I am sure you already know that words have power.
And that the language we use can ‘literally’ change our world.
Here’s a ‘slick’ example.
What do you think of when you hear the term ‘fossil fuel’?
My train of thought goes to dinosaurs, ancient life, caves, Jurassic Park even…
But do oil and gas come from fossilised dinosaurs?
No – they do not.
So why call them fossil fuels?
According to Wikipedia, the term ‘fossil fuel’ was first coined by German chemist Caspar Neumann in 1759. It was later ushered into common parlance in the early 1900s to give people the impression that gas, oil and petroleum (i.e. hydrocarbon deposits) come from extinct creatures that once roamed the earth.
Other ‘impressions’ that fuelled oil prices included artificial scarcity as per the ‘Peak Oil’ theory that predicted all the planet’s oil supply would peak around 2005 and run out by 2020.
But that’s another story.
So what’s this got to do with copywriting?
It’s important because your marketing messaging can make people intentionally or unintentionally assume things, feel a certain way, or simply associate you or your brand with other good (or bad) outcomes.
Sometimes, the words and their meanings slip into the reader’s unconscious mind and can even trigger a bias.
Well, actually, some people have a deep reservoir of knowledge regarding the power of language. And they know exactly how it can easily be piped into the unconscious mind unawares.
That’s why it’s good to know how persuasive wordplay devices such as metaphors, homophones, and word association work.
Take a moment to go over your marketing copy and check the following:
Are you making good use of metaphors?
What about sensory metaphors? e.g. words that connect to the senses such as ‘it was like music to my ears‘, ‘She had a silky smooth voice‘ and ‘He was green with envy‘.
And just as importantly, are the metaphors relevant to your audience?
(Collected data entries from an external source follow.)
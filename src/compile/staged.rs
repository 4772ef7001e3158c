//! The intermediate tree produced by lowering
//!
//! A [`StagedNode`] sits between the abstract scene tree and the final
//! render tree. Deferred leaves are gone (lowering expanded them), and every
//! interleaved context has been collapsed into a canonical style/transform
//! pair. Transforms are still pending: the flatten pass consumes this tree
//! and bakes them into the leaves.

use crate::style::Style;
use crate::transform::Transform2d;

/// A node in the intermediate tree
#[derive(Debug, Clone, PartialEq)]
pub enum StagedNode<P, A> {
    /// Structural node with no effect of its own, grouping its children
    Group(Vec<StagedNode<P, A>>),
    /// A concrete drawable payload, still in local coordinates
    Prim(P),
    /// A collapsed context: a style layered outside a transform
    ///
    /// The style has already had the transform's action applied to it during
    /// collapsing, so it must stay outside the transform's frame. Holding
    /// both halves in one variant makes the reverse nesting impossible to
    /// construct.
    Context {
        style: Style,
        transform: Transform2d,
        body: Box<StagedNode<P, A>>,
    },
    /// Marks where a deferred leaf was expanded
    ///
    /// The subtree beneath already accounts for every transform accumulated
    /// above this point; the flatten pass must not apply them again.
    Expanded(Box<StagedNode<P, A>>),
    /// An opaque tag carried through from the scene tree
    Tagged(A, Box<StagedNode<P, A>>),
}

impl<P, A> StagedNode<P, A> {
    /// A structural node with no children
    pub fn empty() -> Self {
        StagedNode::Group(Vec::new())
    }
}
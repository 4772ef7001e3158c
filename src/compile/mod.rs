//! The two-pass compilation pipeline
//!
//! Compilation runs [`lower`] and then [`push_down`]. Lowering untangles
//! context and expands deferred leaves; flattening bakes the accumulated
//! transforms into every leaf. The intermediate [`StagedNode`] tree between
//! them is constructed by the first pass and consumed exactly once by the
//! second.

pub mod flatten;
pub mod lower;
pub mod staged;

pub use flatten::push_down;
pub use lower::lower;
pub use staged::StagedNode;
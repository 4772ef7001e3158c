//! Theme system for default style injection
//!
//! A theme supplies the attribute values a scene does not set explicitly.
//! During compilation every style entering the output is passed through the
//! active theme exactly once, so backends never see a primitive with missing
//! attributes. Themes load from TOML, which keeps palettes editable without
//! touching scene construction code.

use std::path::Path;

use serde::Deserialize;
use thiserror::Error;

use crate::style::Style;

/// Errors that can occur when loading or parsing themes
#[derive(Error, Debug)]
pub enum ThemeError {
    #[error("Failed to read theme file: {0}")]
    IoError(#[from] std::io::Error),
    #[error("Failed to parse theme TOML: {0}")]
    ParseError(#[from] toml::de::Error),
}

/// A theme providing default attribute values
#[derive(Debug, Clone)]
pub struct Theme {
    /// Optional name for the theme
    pub name: Option<String>,
    /// Optional description
    pub description: Option<String>,
    /// Attribute defaults applied beneath every explicit style
    pub defaults: Style,
}

/// TOML structure for deserializing themes
#[derive(Deserialize)]
struct TomlTheme {
    metadata: Option<TomlMetadata>,
    defaults: TomlDefaults,
}

#[derive(Deserialize)]
struct TomlMetadata {
    name: Option<String>,
    description: Option<String>,
}

#[derive(Deserialize)]
struct TomlDefaults {
    fill: Option<String>,
    stroke: Option<String>,
    #[serde(rename = "stroke-width")]
    stroke_width: Option<f64>,
    dash: Option<Vec<f64>>,
    opacity: Option<f64>,
    #[serde(rename = "font-size")]
    font_size: Option<f64>,
}

/// Default theme - light fill, dark stroke, readable text sizes
const DEFAULT_THEME: &str = r##"
[metadata]
name = "Default"
description = "Neutral grays suitable for technical diagrams"

[defaults]
fill = "#f0f0f0"
stroke = "#333333"
stroke-width = 2.0
opacity = 1.0
font-size = 14.0
"##;

impl Theme {
    /// Load theme from TOML file
    pub fn from_file(path: &Path) -> Result<Self, ThemeError> {
        let content = std::fs::read_to_string(path)?;
        Self::from_str(&content)
    }

    /// Load theme from TOML string
    pub fn from_str(content: &str) -> Result<Self, ThemeError> {
        let parsed: TomlTheme = toml::from_str(content)?;

        Ok(Theme {
            name: parsed.metadata.as_ref().and_then(|m| m.name.clone()),
            description: parsed.metadata.as_ref().and_then(|m| m.description.clone()),
            defaults: Style {
                fill: parsed.defaults.fill,
                stroke: parsed.defaults.stroke,
                stroke_width: parsed.defaults.stroke_width,
                dash: parsed.defaults.dash,
                opacity: parsed.defaults.opacity,
                font_size: parsed.defaults.font_size,
            },
        })
    }

    /// Fill the gaps in a style with this theme's defaults
    ///
    /// Attributes the style sets explicitly are kept; everything else comes
    /// from the theme. The result always sets at least the attributes the
    /// theme defines.
    pub fn apply(&self, style: &Style) -> Style {
        self.defaults.merge(style)
    }
}

impl Default for Theme {
    fn default() -> Self {
        Self::from_str(DEFAULT_THEME).expect("Default theme should be valid TOML")
    }
}
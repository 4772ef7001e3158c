//! Style attributes and their merge semantics
//!
//! A [`Style`] is a partial set of visual attributes. Interior scene nodes
//! attach styles to whole subtrees; the compile passes merge them along each
//! root-to-leaf path so every primitive ends up with one effective style.
//!
//! Merging is per-attribute with the inner (later) value winning. A style
//! that sets only `fill` layered over one that sets `stroke` yields both;
//! two styles that both set `fill` keep the inner one.

use serde::{Deserialize, Serialize};

use crate::transform::{Transform2d, Transformable};

/// A partial set of visual attributes
///
/// Every field is optional: `None` means "inherit from the surrounding
/// context". Length-valued attributes (stroke width, dash lengths, font
/// size) are in local units and scale when a transform acts on the style.
#[derive(Debug, Clone, PartialEq, Default, Serialize, Deserialize)]
pub struct Style {
    pub fill: Option<String>,
    pub stroke: Option<String>,
    pub stroke_width: Option<f64>,
    /// Dash pattern as alternating on/off lengths
    pub dash: Option<Vec<f64>>,
    pub opacity: Option<f64>,
    pub font_size: Option<f64>,
}

impl Style {
    /// Create an empty style that sets no attributes
    pub fn new() -> Self {
        Self::default()
    }

    /// Check whether this style sets any attribute at all
    pub fn is_empty(&self) -> bool {
        self.fill.is_none()
            && self.stroke.is_none()
            && self.stroke_width.is_none()
            && self.dash.is_none()
            && self.opacity.is_none()
            && self.font_size.is_none()
    }

    /// Overlay `other` on top of this style
    ///
    /// Attributes set in `other` win; attributes `other` leaves unset fall
    /// through to this style. Used with `self` as the outer style and
    /// `other` as the inner one.
    pub fn merge(&self, other: &Style) -> Style {
        Style {
            fill: other.fill.clone().or_else(|| self.fill.clone()),
            stroke: other.stroke.clone().or_else(|| self.stroke.clone()),
            stroke_width: other.stroke_width.or(self.stroke_width),
            dash: other.dash.clone().or_else(|| self.dash.clone()),
            opacity: other.opacity.or(self.opacity),
            font_size: other.font_size.or(self.font_size),
        }
    }

    /// Set the fill color
    pub fn with_fill(mut self, fill: impl Into<String>) -> Self {
        self.fill = Some(fill.into());
        self
    }

    /// Set the stroke color
    pub fn with_stroke(mut self, stroke: impl Into<String>) -> Self {
        self.stroke = Some(stroke.into());
        self
    }

    /// Set the stroke width
    pub fn with_stroke_width(mut self, width: f64) -> Self {
        self.stroke_width = Some(width);
        self
    }

    /// Set the dash pattern
    pub fn with_dash(mut self, dash: Vec<f64>) -> Self {
        self.dash = Some(dash);
        self
    }

    /// Set the opacity
    pub fn with_opacity(mut self, opacity: f64) -> Self {
        self.opacity = Some(opacity);
        self
    }

    /// Set the font size
    pub fn with_font_size(mut self, size: f64) -> Self {
        self.font_size = Some(size);
        self
    }
}

impl Transformable for Style {
    /// Scale length-valued attributes by the transform's average scale
    ///
    /// Colors and opacity are unaffected. Stroke width, dash lengths, and
    /// font size are lengths in local units, so baking a transform into a
    /// style multiplies them by the average scale factor.
    fn transform(self, t: &Transform2d) -> Self {
        let factor = t.average_scale();
        Style {
            stroke_width: self.stroke_width.map(|w| w * factor),
            dash: self
                .dash
                .map(|pattern| pattern.into_iter().map(|len| len * factor).collect()),
            font_size: self.font_size.map(|s| s * factor),
            ..self
        }
    }
}

impl std::fmt::Display for Style {
    /// Compact `key=value` listing of the attributes that are set
    fn fmt(&self, f: &mut std::fmt::Formatter<'_>) -> std::fmt::Result {
        let mut first = true;
        let mut sep = |f: &mut std::fmt::Formatter<'_>| -> std::fmt::Result {
            if first {
                first = false;
                Ok(())
            } else {
                write!(f, " ")
            }
        };

        if let Some(fill) = &self.fill {
            sep(f)?;
            write!(f, "fill={fill}")?;
        }
        if let Some(stroke) = &self.stroke {
            sep(f)?;
            write!(f, "stroke={stroke}")?;
        }
        if let Some(width) = self.stroke_width {
            sep(f)?;
            write!(f, "stroke-width={width}")?;
        }
        if let Some(dash) = &self.dash {
            sep(f)?;
            let pattern: Vec<String> = dash.iter().map(|len| len.to_string()).collect();
            write!(f, "dash={}", pattern.join(","))?;
        }
        if let Some(opacity) = self.opacity {
            sep(f)?;
            write!(f, "opacity={opacity}")?;
        }
        if let Some(size) = self.font_size {
            sep(f)?;
            write!(f, "font-size={size}")?;
        }
        Ok(())
    }
}
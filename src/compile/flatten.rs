//! Flattening: from the intermediate tree to the render tree
//!
//! This pass consumes the intermediate tree and resolves every pending
//! transform. A single transform accumulates along each root-to-leaf path
//! and is applied exactly once: to each primitive payload, and to each style
//! value as it is emitted. Expansion markers reset the accumulator to the
//! identity, because the subtree beneath them was already produced against
//! the ambient context and must not receive it twice.
//!
//! The output carries no transform nodes at all. That absence is the
//! contract backends rely on.

use crate::compile::staged::StagedNode;
use crate::render_tree::RenderNode;
use crate::transform::{Transform2d, Transformable};

/// Flatten an intermediate tree into a render tree
pub fn push_down<P, A>(staged: StagedNode<P, A>) -> RenderNode<P>
where
    P: Transformable,
{
    push_node(staged, Transform2d::IDENTITY)
}

fn push_node<P, A>(node: StagedNode<P, A>, acc: Transform2d) -> RenderNode<P>
where
    P: Transformable,
{
    match node {
        StagedNode::Prim(payload) => RenderNode::Prim(payload.transform(&acc)),

        StagedNode::Group(children) => RenderNode::Group(
            children
                .into_iter()
                .map(|child| push_node(child, acc))
                .collect(),
        ),

        StagedNode::Context {
            style,
            transform,
            body,
        } => {
            // The style sits outside this node's own transform: it gets the
            // inherited accumulator only, while the body gets both.
            let baked = style.transform(&acc);
            RenderNode::Styled(baked, Box::new(push_node(*body, acc * transform)))
        }

        StagedNode::Expanded(body) => {
            RenderNode::Group(vec![push_node(*body, Transform2d::IDENTITY)])
        }

        // Tags end here; geometry and styling pass through unchanged.
        StagedNode::Tagged(_, body) => RenderNode::Group(vec![push_node(*body, acc)]),
    }
}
Are there any words that sound like others?
Can anything be misconstrued or further refined? (i.e. suite/sweet, mine/mine, break/brake.)
Are there any words that could be negatively associated with your brand?
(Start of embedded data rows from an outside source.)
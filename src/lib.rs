//! Scene Flatten - compiles declarative scene trees into render trees
//!
//! This library takes an abstract scene description, in which transforms and
//! styles attach to interior nodes and some leaves are deferred until the
//! context above them is known, and compiles it into a flat render tree in
//! which every transform has been baked into concrete geometry and style
//! values. Backends consume the result without ever handling a transform.
//!
//! # Example
//!
//! ```rust
//! use scene_flatten::{flatten, SceneNode, Shape, Style, Transform2d};
//!
//! let scene: SceneNode<Shape, ()> = SceneNode::prim(Shape::circle(0.0, 0.0, 1.0))
//!     .styled(Style::new().with_stroke_width(1.0))
//!     .transformed(Transform2d::scale(2.0));
//!
//! let tree = flatten(&scene);
//! let items = tree.draw_list();
//! assert_eq!(items.len(), 1);
//! // The scale is baked into both the geometry and the stroke width
//! assert_eq!(items[0].style.stroke_width, Some(2.0));
//! ```

pub mod compile;
pub mod geom;
pub mod render_tree;
pub mod scene;
pub mod shape;
pub mod style;
pub mod theme;
pub mod transform;

pub use compile::{lower, push_down, StagedNode};
pub use geom::{Bounds, Point};
pub use render_tree::{DrawItem, RenderNode};
pub use scene::{Context, ContextElement, Deferred, SceneNode};
pub use shape::Shape;
pub use style::Style;
pub use theme::{Theme, ThemeError};
pub use transform::{Transform2d, Transformable};

/// Configuration for the complete flatten pipeline
#[derive(Debug, Clone)]
pub struct FlattenConfig {
    /// Theme supplying default attribute values
    pub theme: Theme,
    /// Debug mode: dump the flattened tree to stderr
    pub debug: bool,
}

impl Default for FlattenConfig {
    fn default() -> Self {
        Self {
            theme: Theme::default(),
            debug: false,
        }
    }
}

impl FlattenConfig {
    /// Create a new configuration with defaults
    pub fn new() -> Self {
        Self::default()
    }

    /// Set the theme
    pub fn with_theme(mut self, theme: Theme) -> Self {
        self.theme = theme;
        self
    }

    /// Enable or disable debug mode
    pub fn with_debug(mut self, debug: bool) -> Self {
        self.debug = debug;
        self
    }
}

/// Flatten a scene with the default configuration
///
/// This is the main entry point for the library. Every style entering the
/// output is passed through the default theme, so backends always see
/// complete attribute sets.
///
/// # Example
///
/// ```rust
/// use scene_flatten::{flatten, SceneNode, Shape};
///
/// let scene: SceneNode<Shape, ()> = SceneNode::group(vec![
///     SceneNode::prim(Shape::circle(0.0, 0.0, 10.0)),
///     SceneNode::prim(Shape::line(0.0, 0.0, 20.0, 0.0)),
/// ]);
///
/// let tree = flatten(&scene);
/// assert_eq!(tree.draw_list().len(), 2);
/// ```
pub fn flatten<P, A>(scene: &SceneNode<P, A>) -> RenderNode<P>
where
    P: Transformable + Clone + std::fmt::Debug,
    A: Clone,
{
    flatten_with_config(scene, &FlattenConfig::default())
}

/// Flatten a scene with a custom configuration
///
/// # Example
///
/// ```rust
/// use scene_flatten::{flatten_with_config, FlattenConfig, SceneNode, Shape, Style, Theme};
///
/// let theme = Theme::from_str(r##"
/// [defaults]
/// stroke = "#ffffff"
/// "##).unwrap();
///
/// let config = FlattenConfig::new().with_theme(theme);
/// let scene: SceneNode<Shape, ()> = SceneNode::prim(Shape::circle(0.0, 0.0, 1.0))
///     .styled(Style::new().with_fill("#1e3a5f"));
///
/// let tree = flatten_with_config(&scene, &config);
/// assert_eq!(tree.draw_list()[0].style.stroke, Some("#ffffff".to_string()));
/// ```
pub fn flatten_with_config<P, A>(scene: &SceneNode<P, A>, config: &FlattenConfig) -> RenderNode<P>
where
    P: Transformable + Clone + std::fmt::Debug,
    A: Clone,
{
    let tree = flatten_with(scene, |style| config.theme.apply(style));

    if config.debug {
        eprintln!("=== Flatten Debug ===");
        eprint!("{}", tree.dump());
        eprintln!("=====================");
    }

    tree
}

/// Flatten a scene with an arbitrary style-rewrite function
///
/// The rewrite is applied exactly once to every style value on its way into
/// the output. Passing a clone of the input makes the pipeline purely
/// structural, which is useful for testing the transform algebra on its own.
pub fn flatten_with<P, A, F>(scene: &SceneNode<P, A>, rewrite: F) -> RenderNode<P>
where
    P: Transformable + Clone,
    A: Clone,
    F: Fn(&Style) -> Style,
{
    let staged = compile::lower(scene, &rewrite).unwrap_or_else(StagedNode::empty);
    compile::push_down(staged)
}
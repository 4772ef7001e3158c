//! Interleaved transform and style context
//!
//! Interior scene nodes carry a [`Context`]: an ordered sequence of
//! transforms and styles, outermost first. Keeping the interleaving explicit
//! preserves author intent (a style written inside a scale means something
//! different from one written outside it) while still allowing the compiler
//! to collapse the whole sequence into one canonical transform/style pair
//! when it needs to.

use crate::style::Style;
use crate::transform::{Transform2d, Transformable};

/// One entry in a context sequence
#[derive(Debug, Clone, PartialEq)]
pub enum ContextElement {
    /// A coordinate transformation applied to everything beneath it
    Transform(Transform2d),
    /// Style attributes applied to everything beneath them
    Style(Style),
}

/// An ordered sequence of transforms and styles, outermost first
///
/// The sequence is kept normalized: adjacent elements of the same kind are
/// fused as they are pushed, identity transforms and empty styles are never
/// stored, and a transform fusion that cancels out to the identity is
/// removed. An empty sequence is the identity context.
#[derive(Debug, Clone, PartialEq, Default)]
pub struct Context {
    elements: Vec<ContextElement>,
}

impl Context {
    /// Create the identity context
    pub fn new() -> Self {
        Self::default()
    }

    /// Create a context holding a single transform
    pub fn from_transform(t: Transform2d) -> Self {
        let mut ctx = Self::new();
        ctx.push_transform(t);
        ctx
    }

    /// Create a context holding a single style
    pub fn from_style(s: Style) -> Self {
        let mut ctx = Self::new();
        ctx.push_style(s);
        ctx
    }

    /// Check whether this context changes anything at all
    pub fn is_identity(&self) -> bool {
        self.elements.is_empty()
    }

    /// The elements in order, outermost first
    pub fn elements(&self) -> &[ContextElement] {
        &self.elements
    }

    /// Add a transform inside everything already in the sequence
    ///
    /// Identity transforms are dropped; a transform pushed directly inside
    /// another transform is fused into it by composition. A fusion that
    /// cancels out to the identity removes the element entirely.
    pub fn push_transform(&mut self, t: Transform2d) {
        if t.is_identity() {
            return;
        }
        if let Some(ContextElement::Transform(prev)) = self.elements.last_mut() {
            let fused = *prev * t;
            if fused.is_identity() {
                self.elements.pop();
            } else {
                *prev = fused;
            }
            return;
        }
        self.elements.push(ContextElement::Transform(t));
    }

    /// Add a style inside everything already in the sequence
    ///
    /// Empty styles are dropped; a style pushed directly inside another
    /// style is fused into it, with the inner attributes winning.
    pub fn push_style(&mut self, s: Style) {
        if s.is_empty() {
            return;
        }
        if let Some(ContextElement::Style(prev)) = self.elements.last_mut() {
            *prev = prev.merge(&s);
            return;
        }
        self.elements.push(ContextElement::Style(s));
    }

    /// Extend this context with another one nested inside it
    pub fn append(&mut self, other: &Context) {
        for element in &other.elements {
            match element {
                ContextElement::Transform(t) => self.push_transform(*t),
                ContextElement::Style(s) => self.push_style(s.clone()),
            }
        }
    }

    /// Collapse the sequence into its canonical form: one style outside one
    /// transform
    ///
    /// Walks the sequence from the inside out. Each style encountered is
    /// pulled outward through the transforms outside it, which scales its
    /// length-valued attributes so the collapsed pair means exactly what the
    /// interleaved sequence meant. Styles merge with inner values winning;
    /// transforms compose outermost-first.
    pub fn decompose(&self) -> (Transform2d, Style) {
        let mut transform = Transform2d::IDENTITY;
        let mut style = Style::new();

        for element in self.elements.iter().rev() {
            match element {
                ContextElement::Transform(t) => {
                    transform = *t * transform;
                    style = style.transform(t);
                }
                ContextElement::Style(s) => {
                    style = s.merge(&style);
                }
            }
        }

        (transform, style)
    }

    /// Rebuild the context with every style element passed through `f`
    ///
    /// Transforms and the interleaving order are preserved. Styles mapped to
    /// empty are dropped, which keeps the sequence normalized.
    pub fn map_styles<F>(&self, f: F) -> Context
    where
        F: Fn(&Style) -> Style,
    {
        let mut mapped = Context::new();
        for element in &self.elements {
            match element {
                ContextElement::Transform(t) => mapped.push_transform(*t),
                ContextElement::Style(s) => mapped.push_style(f(s)),
            }
        }
        mapped
    }
}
These are usually crude or slang terms such as badass or shit hot, or can simply be words that make some people feel uncomfortable ‘slash prices‘ or ‘killer copy’.
Slang words can fall out of favour over time and can also spill into the unconscious mind.
Words and how we use them are immensely powerful – and once we drill down and understand the secret language of metaphors, we can use them in a positive, persuasive way.
You don’t have to burn the midnight oil. But it’s worth digging into.
By the way, did you catch all the energy and extraction references?
Let me know in the comments!
I am sure you did well.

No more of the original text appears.